WORK TASK:
Looking at the entries below, state how many lines contain the word "their". Give the number alone.

==== MATERIAL SUPPLIED

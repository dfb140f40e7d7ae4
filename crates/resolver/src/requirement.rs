//! Requirements: the edges a recipe declares towards its dependencies

use kiln_errors::VersionError;
use kiln_types::{Context, PackageIdMode, PackageSpec};
use serde::Serialize;
use std::fmt;

/// One dependency request together with its trait flags
///
/// Two requirements name the same dependency when their [`key`](Self::key)
/// matches: a package can be required once as a host dependency and once as
/// a build tool, but not twice in the same context.
#[derive(Debug, Clone, PartialEq, Eq, Serialize)]
pub struct Requirement {
    pub spec: PackageSpec,
    pub build: bool,
    pub test: bool,
    pub direct: bool,
    pub visible: bool,
    pub run: Option<bool>,
    pub headers: bool,
    pub libs: bool,
    pub transitive_headers: Option<bool>,
    pub transitive_libs: Option<bool>,
    #[serde(rename = "override")]
    pub is_override: bool,
    pub force: bool,
    pub package_id_mode: Option<PackageIdMode>,
}

fn or_option(a: Option<bool>, b: Option<bool>) -> Option<bool> {
    match (a, b) {
        (Some(a), Some(b)) => Some(a || b),
        (a, None) => a,
        (None, b) => b,
    }
}

fn mode_rank(mode: PackageIdMode) -> usize {
    PackageIdMode::ALL
        .iter()
        .position(|m| *m == mode)
        .unwrap_or_default()
}

impl Requirement {
    /// A regular, visible host requirement
    #[must_use]
    pub fn new(spec: PackageSpec) -> Self {
        Self {
            spec,
            build: false,
            test: false,
            direct: true,
            visible: true,
            run: None,
            headers: true,
            libs: true,
            transitive_headers: None,
            transitive_libs: None,
            is_override: false,
            force: false,
            package_id_mode: None,
        }
    }

    /// A build tool, resolved in the build context
    #[must_use]
    pub fn tool(spec: PackageSpec) -> Self {
        Self {
            build: true,
            visible: false,
            run: Some(true),
            headers: false,
            libs: false,
            ..Self::new(spec)
        }
    }

    /// A dependency only needed to test the package
    #[must_use]
    pub fn test(spec: PackageSpec) -> Self {
        Self {
            test: true,
            visible: false,
            ..Self::new(spec)
        }
    }

    /// A version declaration that only replaces matching requirements
    /// further up the graph and never creates an edge itself
    #[must_use]
    pub fn overriding(spec: PackageSpec) -> Self {
        Self {
            is_override: true,
            ..Self::new(spec)
        }
    }

    /// Parse a regular requirement from its text form
    ///
    /// # Errors
    ///
    /// Returns `VersionError` if the reference or range is malformed.
    pub fn parse(text: &str) -> Result<Self, VersionError> {
        PackageSpec::parse(text).map(Self::new)
    }

    #[must_use]
    pub fn private(mut self) -> Self {
        self.visible = false;
        self
    }

    #[must_use]
    pub fn forced(mut self) -> Self {
        self.force = true;
        self
    }

    #[must_use]
    pub fn with_package_id_mode(mut self, mode: PackageIdMode) -> Self {
        self.package_id_mode = Some(mode);
        self
    }

    #[must_use]
    pub fn name(&self) -> &str {
        &self.spec.name
    }

    /// Identity of the dependency: its name and whether it is a build tool
    #[must_use]
    pub fn key(&self) -> (String, bool) {
        (self.spec.name.clone(), self.build)
    }

    /// Context the required package lives in, given the requiring node's
    #[must_use]
    pub fn target_context(&self, from: Context) -> Context {
        if self.build {
            Context::Build
        } else {
            from
        }
    }

    /// Whether entries reached through this requirement are seen by the
    /// requiring node's own dependants
    #[must_use]
    pub fn propagates(&self) -> bool {
        self.visible && !self.build
    }

    /// Aggregate two requests for the same dependency
    ///
    /// The result is visible if either side is, and stays a test
    /// requirement only if both are. Flags combine with OR, the stricter
    /// package id mode wins, and when the specs differ the one with the
    /// smaller text form is kept, so the result never depends on argument
    /// order.
    #[must_use]
    pub fn merge(a: &Self, b: &Self) -> Self {
        let spec = if a.spec == b.spec || a.spec.to_string() <= b.spec.to_string() {
            a.spec.clone()
        } else {
            b.spec.clone()
        };
        let package_id_mode = match (a.package_id_mode, b.package_id_mode) {
            (Some(x), Some(y)) => Some(if mode_rank(x) >= mode_rank(y) { x } else { y }),
            (x, None) => x,
            (None, y) => y,
        };
        Self {
            spec,
            build: a.build || b.build,
            test: a.test && b.test,
            direct: a.direct || b.direct,
            visible: a.visible || b.visible,
            run: or_option(a.run, b.run),
            headers: a.headers || b.headers,
            libs: a.libs || b.libs,
            transitive_headers: or_option(a.transitive_headers, b.transitive_headers),
            transitive_libs: or_option(a.transitive_libs, b.transitive_libs),
            is_override: a.is_override || b.is_override,
            force: a.force || b.force,
            package_id_mode,
        }
    }
}

impl fmt::Display for Requirement {
    fn fmt(&self, f: &mut fmt::Formatter<'_>) -> fmt::Result {
        write!(f, "{}", self.spec)?;
        if self.build {
            f.write_str(" (build)")?;
        }
        if self.test {
            f.write_str(" (test)")?;
        }
        Ok(())
    }
}

#[cfg(test)]
mod tests {
    use super::*;

    fn req(text: &str) -> Requirement {
        Requirement::parse(text).unwrap()
    }

    #[test]
    fn test_keys_separate_contexts() {
        let host = req("cmake/3.27");
        let tool = Requirement::tool(PackageSpec::parse("cmake/3.27").unwrap());
        assert_ne!(host.key(), tool.key());
        assert_eq!(tool.target_context(Context::Host), Context::Build);
        assert_eq!(host.target_context(Context::Build), Context::Build);
    }

    #[test]
    fn test_merge_ors_visibility() {
        let public = req("zlib/1.3");
        let private = req("zlib/1.3").private();
        assert!(Requirement::merge(&public, &private).visible);
        assert!(Requirement::merge(&private, &public).visible);
        assert!(!Requirement::merge(&private, &private).visible);
    }

    #[test]
    fn test_merge_idempotent_and_commutative() {
        let a = req("zlib/[>=1.2]").with_package_id_mode(PackageIdMode::Minor);
        let mut b = Requirement::test(PackageSpec::parse("zlib/1.3").unwrap());
        b.package_id_mode = Some(PackageIdMode::Full);
        b.transitive_headers = Some(true);

        assert_eq!(Requirement::merge(&a, &a), a);
        let ab = Requirement::merge(&a, &b);
        assert_eq!(ab, Requirement::merge(&b, &a));
        assert_eq!(ab.package_id_mode, Some(PackageIdMode::Full));
        assert!(!ab.test);
        assert_eq!(ab.transitive_headers, Some(true));
    }

    #[test]
    fn test_tool_is_not_propagated() {
        let tool = Requirement::tool(PackageSpec::parse("ninja/1.11").unwrap());
        assert!(!tool.propagates());
        assert!(!req("zlib/1.3").private().propagates());
        assert!(req("zlib/1.3").propagates());
    }
}
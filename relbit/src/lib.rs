//! relbit maps entities with single-table inheritance and their relationships onto
//! [Redb](https://github.com/cberner/redb) or an in-memory engine.
//!
//! Subtypes share their root's table and their root's pivot tables: `SuperUser` and `AdminUser`
//! extending `User` both keep their `privileges` in `privilege_user(privilege_id, user_id)`.
//! Declarations are registered with [`Registry`], finalized into [`Metadata`] and served by an
//! [`Orm`], which forks [`EntityManager`] units of work.

pub mod collection;
pub mod error;
pub mod logger;
pub mod model;
pub mod orm;
pub mod session;
pub mod settings;
pub mod storage;
pub mod value;

#[cfg(test)]
pub(crate) mod test_utils;

pub use bincode::{Decode, Encode};
pub use collection::{Change, ChangeStatus, Collection, CollectionKey, CollectionState, Staged};
pub use error::{AppError, PersistenceError};
pub use model::entity::{EntityDef, Property, PropertyType, RelationDef, RelationKind};
pub use model::inheritance::{Hierarchy, InheritanceGroup};
pub use model::pivot::{PivotJoin, PivotResolver, PivotSchema, RelationKey};
pub use model::registry::{Metadata, Registry, TableDef};
pub use orm::{Orm, SchemaReport};
pub use redb;
pub use serde_json;
pub use session::{EntityManager, EntityState};
pub use settings::{FlushMode, OrmSettings};
pub use storage::{MemoryEngine, PersistenceEngine, RedbEngine, Write};
pub use value::{Criteria, EntityRef, Row, Value, Values};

========

RESULT OF THIS EXERCISE:
4